Word for word, repeat every entry that appears below.
++++++++++++++++++++
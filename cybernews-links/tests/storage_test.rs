mod common;

use common::{date, init_tracing, read_lines};
use cybernews_links::{history, retention, weekly_file, writer};
use std::collections::HashSet;
use std::fs;
use tempfile::TempDir;

#[test]
fn test_weekly_file_naming() {
    let day = date(2024, 1, 15);
    assert_eq!(weekly_file::file_name(day), "cybernews_links_week_2024-01-15.txt");
    assert_eq!(weekly_file::parse_date("cybernews_links_week_2024-01-15.txt"), Some(day));

    assert_eq!(weekly_file::parse_date("cybernews_links_week_2024-13-45.txt"), None);
    assert_eq!(weekly_file::parse_date("cybernews_links_week_2024-01-15.txt.bak"), None);
    assert_eq!(weekly_file::parse_date("other_2024-01-15.txt"), None);
    assert_eq!(weekly_file::parse_date("cybernews_links_week_24-01-15.txt"), None);
}

#[test]
fn test_history_missing_directory_is_empty() {
    init_tracing();
    let temp_dir = TempDir::new().unwrap();

    let links = history::load(&temp_dir.path().join("does-not-exist")).unwrap();
    assert!(links.is_empty());
}

#[test]
fn test_history_is_union_of_weekly_files() {
    init_tracing();
    let temp_dir = TempDir::new().unwrap();
    let dir = temp_dir.path();

    fs::write(
        dir.join("cybernews_links_week_2024-01-01.txt"),
        "https://a.example/1\nhttps://a.example/2  \n",
    )
    .unwrap();
    fs::write(
        dir.join("cybernews_links_week_2024-01-08.txt"),
        "https://a.example/2\r\nhttps://b.example/3",
    )
    .unwrap();
    fs::write(dir.join("notes.txt"), "https://ignored.example/x").unwrap();
    fs::create_dir(dir.join("cybernews_links_week_2024-01-09.txt")).unwrap();

    let links = history::load(dir).unwrap();
    let expected: HashSet<String> = ["https://a.example/1", "https://a.example/2", "https://b.example/3"]
        .iter()
        .map(|s| s.to_string())
        .collect();
    assert_eq!(links, expected);
}

#[test]
fn test_prune_keeps_most_recent() {
    init_tracing();
    let temp_dir = TempDir::new().unwrap();
    let dir = temp_dir.path();

    for day in ["2024-01-08", "2023-12-25", "2024-01-15", "2024-01-01"] {
        fs::write(dir.join(format!("cybernews_links_week_{}.txt", day)), "x").unwrap();
    }
    fs::write(dir.join("unrelated.txt"), "x").unwrap();

    let deleted = retention::prune(dir, 2).unwrap();
    assert_eq!(deleted.len(), 2);

    let remaining: HashSet<_> = weekly_file::list(dir).unwrap().into_iter().map(|f| f.date).collect();
    let expected: HashSet<_> = [date(2024, 1, 15), date(2024, 1, 8)].into_iter().collect();
    assert_eq!(remaining, expected);
    assert_eq!(
        deleted.last().unwrap().file_name().unwrap(),
        "cybernews_links_week_2023-12-25.txt"
    );
    assert!(dir.join("unrelated.txt").exists());
}

#[test]
fn test_prune_noop_when_within_limit() {
    init_tracing();
    let temp_dir = TempDir::new().unwrap();
    let dir = temp_dir.path();

    fs::write(dir.join("cybernews_links_week_2024-01-01.txt"), "x").unwrap();
    fs::write(dir.join("cybernews_links_week_2024-01-08.txt"), "x").unwrap();

    assert!(retention::prune(dir, 2).unwrap().is_empty());
    assert!(retention::prune(dir, 5).unwrap().is_empty());
    assert_eq!(weekly_file::list(dir).unwrap().len(), 2);
}

#[test]
fn test_prune_deletes_exactly_excess_files() {
    init_tracing();
    for keep in 1..=6 {
        let temp_dir = TempDir::new().unwrap();
        let dir = temp_dir.path();
        for day in 1..=4 {
            fs::write(dir.join(format!("cybernews_links_week_2024-02-0{}.txt", day)), "x").unwrap();
        }

        let deleted = retention::prune(dir, keep).unwrap();
        assert_eq!(deleted.len(), 4usize.saturating_sub(keep));

        let oldest_kept = weekly_file::list(dir).unwrap().into_iter().map(|f| f.date).min();
        if let Some(oldest_kept) = oldest_kept {
            for path in &deleted {
                let name = path.file_name().unwrap().to_str().unwrap();
                assert!(weekly_file::parse_date(name).unwrap() < oldest_kept);
            }
        }
    }
}

#[test]
fn test_write_skips_empty_links() {
    let temp_dir = TempDir::new().unwrap();
    let dir = temp_dir.path().join("out");

    let written = writer::write(&dir, date(2024, 1, 15), &[], 1).unwrap();
    assert!(written.is_none());
    assert!(!dir.exists());
}

#[test]
fn test_write_creates_directory_and_file() {
    init_tracing();
    let temp_dir = TempDir::new().unwrap();
    let dir = temp_dir.path().join("nested").join("out");
    let links = vec!["https://a.example/1".to_string(), "https://a.example/2".to_string()];

    let path = writer::write(&dir, date(2024, 1, 15), &links, 1).unwrap().unwrap();
    assert_eq!(path, dir.join("cybernews_links_week_2024-01-15.txt"));
    assert_eq!(fs::read_to_string(&path).unwrap(), "https://a.example/1\nhttps://a.example/2");
}

#[test]
fn test_write_then_prune_scenario() {
    init_tracing();
    let temp_dir = TempDir::new().unwrap();
    let dir = temp_dir.path();
    fs::write(dir.join("cybernews_links_week_2024-01-01.txt"), "https://old.example/1").unwrap();
    fs::write(dir.join("cybernews_links_week_2024-01-08.txt"), "https://old.example/2").unwrap();

    let links = vec!["https://new.example/1".to_string()];
    writer::write(dir, date(2024, 1, 15), &links, 1).unwrap();

    let names: Vec<String> = fs::read_dir(dir)
        .unwrap()
        .map(|e| e.unwrap().file_name().into_string().unwrap())
        .collect();
    assert_eq!(names, vec!["cybernews_links_week_2024-01-15.txt".to_string()]);
}

#[test]
fn test_same_day_write_appends() {
    init_tracing();
    let temp_dir = TempDir::new().unwrap();
    let dir = temp_dir.path();
    let day = date(2024, 1, 15);

    writer::write(dir, day, &["https://a.example/1".to_string()], 1).unwrap();
    let path = writer::write(dir, day, &["https://a.example/2".to_string()], 1)
        .unwrap()
        .unwrap();

    assert_eq!(read_lines(&path), vec!["https://a.example/1", "https://a.example/2"]);
    assert_eq!(history::load(dir).unwrap().len(), 2);
}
++++++++++++++++++++
Task output>
filename cybernews-links/tests/storage_test.rs
mod common;

use common::{date, init_tracing, read_lines};
use cybernews_links::{history, retention, weekly_file, writer};
use std::collections::HashSet;
use std::fs;
use tempfile::TempDir;

#[test]
fn test_weekly_file_naming() {
    let day = date(2024, 1, 15);
    assert_eq!(weekly_file::file_name(day), "cybernews_links_week_2024-01-15.txt");
    assert_eq!(weekly_file::parse_date("cybernews_links_week_2024-01-15.txt"), Some(day));

    assert_eq!(weekly_file::parse_date("cybernews_links_week_2024-13-45.txt"), None);
    assert_eq!(weekly_file::parse_date("cybernews_links_week_2024-01-15.txt.bak"), None);
    assert_eq!(weekly_file::parse_date("other_2024-01-15.txt"), None);
    assert_eq!(weekly_file::parse_date("cybernews_links_week_24-01-15.txt"), None);
}

#[test]
fn test_history_missing_directory_is_empty() {
    init_tracing();
    let temp_dir = TempDir::new().unwrap();

    let links = history::load(&temp_dir.path().join("does-not-exist")).unwrap();
    assert!(links.is_empty());
}

#[test]
fn test_history_is_union_of_weekly_files() {
    init_tracing();
    let temp_dir = TempDir::new().unwrap();
    let dir = temp_dir.path();

    fs::write(
        dir.join("cybernews_links_week_2024-01-01.txt"),
        "https://a.example/1\nhttps://a.example/2  \n",
    )
    .unwrap();
    fs::write(
        dir.join("cybernews_links_week_2024-01-08.txt"),
        "https://a.example/2\r\nhttps://b.example/3",
    )
    .unwrap();
    fs::write(dir.join("notes.txt"), "https://ignored.example/x").unwrap();
    fs::create_dir(dir.join("cybernews_links_week_2024-01-09.txt")).unwrap();

    let links = history::load(dir).unwrap();
    let expected: HashSet<String> = ["https://a.example/1", "https://a.example/2", "https://b.example/3"]
        .iter()
        .map(|s| s.to_string())
        .collect();
    assert_eq!(links, expected);
}

#[test]
fn test_prune_keeps_most_recent() {
    init_tracing();
    let temp_dir = TempDir::new().unwrap();
    let dir = temp_dir.path();

    for day in ["2024-01-08", "2023-12-25", "2024-01-15", "2024-01-01"] {
        fs::write(dir.join(format!("cybernews_links_week_{}.txt", day)), "x").unwrap();
    }
    fs::write(dir.join("unrelated.txt"), "x").unwrap();

    let deleted = retention::prune(dir, 2).unwrap();
    assert_eq!(deleted.len(), 2);

    let remaining: HashSet<_> = weekly_file::list(dir).unwrap().into_iter().map(|f| f.date).collect();
    let expected: HashSet<_> = [date(2024, 1, 15), date(2024, 1, 8)].into_iter().collect();
    assert_eq!(remaining, expected);
    assert_eq!(
        deleted.last().unwrap().file_name().unwrap(),
        "cybernews_links_week_2023-12-25.txt"
    );
    assert!(dir.join("unrelated.txt").exists());
}

#[test]
fn test_prune_noop_when_within_limit() {
    init_tracing();
    let temp_dir = TempDir::new().unwrap();
    let dir = temp_dir.path();

    fs::write(dir.join("cybernews_links_week_2024-01-01.txt"), "x").unwrap();
    fs::write(dir.join("cybernews_links_week_2024-01-08.txt"), "x").unwrap();

    assert!(retention::prune(dir, 2).unwrap().is_empty());
    assert!(retention::prune(dir, 5).unwrap().is_empty());
    assert_eq!(weekly_file::list(dir).unwrap().len(), 2);
}

#[test]
fn test_prune_deletes_exactly_excess_files() {
    init_tracing();
    for keep in 1..=6 {
        let temp_dir = TempDir::new().unwrap();
        let dir = temp_dir.path();
        for day in 1..=4 {
            fs::write(dir.join(format!("cybernews_links_week_2024-02-0{}.txt", day)), "x").unwrap();
        }

        let deleted = retention::prune(dir, keep).unwrap();
        assert_eq!(deleted.len(), 4usize.saturating_sub(keep));

        let oldest_kept = weekly_file::list(dir).unwrap().into_iter().map(|f| f.date).min();
        if let Some(oldest_kept) = oldest_kept {
            for path in &deleted {
                let name = path.file_name().unwrap().to_str().unwrap();
                assert!(weekly_file::parse_date(name).unwrap() < oldest_kept);
            }
        }
    }
}

#[test]
fn test_write_skips_empty_links() {
    let temp_dir = TempDir::new().unwrap();
    let dir = temp_dir.path().join("out");

    let written = writer::write(&dir, date(2024, 1, 15), &[], 1).unwrap();
    assert!(written.is_none());
    assert!(!dir.exists());
}

#[test]
fn test_write_creates_directory_and_file() {
    init_tracing();
    let temp_dir = TempDir::new().unwrap();
    let dir = temp_dir.path().join("nested").join("out");
    let links = vec!["https://a.example/1".to_string(), "https://a.example/2".to_string()];

    let path = writer::write(&dir, date(2024, 1, 15), &links, 1).unwrap().unwrap();
    assert_eq!(path, dir.join("cybernews_links_week_2024-01-15.txt"));
    assert_eq!(fs::read_to_string(&path).unwrap(), "https://a.example/1\nhttps://a.example/2");
}

#[test]
fn test_write_then_prune_scenario() {
    init_tracing();
    let temp_dir = TempDir::new().unwrap();
    let dir = temp_dir.path();
    fs::write(dir.join("cybernews_links_week_2024-01-01.txt"), "https://old.example/1").unwrap();
    fs::write(dir.join("cybernews_links_week_2024-01-08.txt"), "https://old.example/2").unwrap();

    let links = vec!["https://new.example/1".to_string()];
    writer::write(dir, date(2024, 1, 15), &links, 1).unwrap();

    let names: Vec<String> = fs::read_dir(dir)
        .unwrap()
        .map(|e| e.unwrap().file_name().into_string().unwrap())
        .collect();
    assert_eq!(names, vec!["cybernews_links_week_2024-01-15.txt".to_string()]);
}

#[test]
fn test_same_day_write_appends() {
    init_tracing();
    let temp_dir = TempDir::new().unwrap();
    let dir = temp_dir.path();
    let day = date(2024, 1, 15);

    writer::write(dir, day, &["https://a.example/1".to_string()], 1).unwrap();
    let path = writer::write(dir, day, &["https://a.example/2".to_string()], 1)
        .unwrap()
        .unwrap();

    assert_eq!(read_lines(&path), vec!["https://a.example/1", "https://a.example/2"]);
    assert_eq!(history::load(dir).unwrap().len(), 2);
}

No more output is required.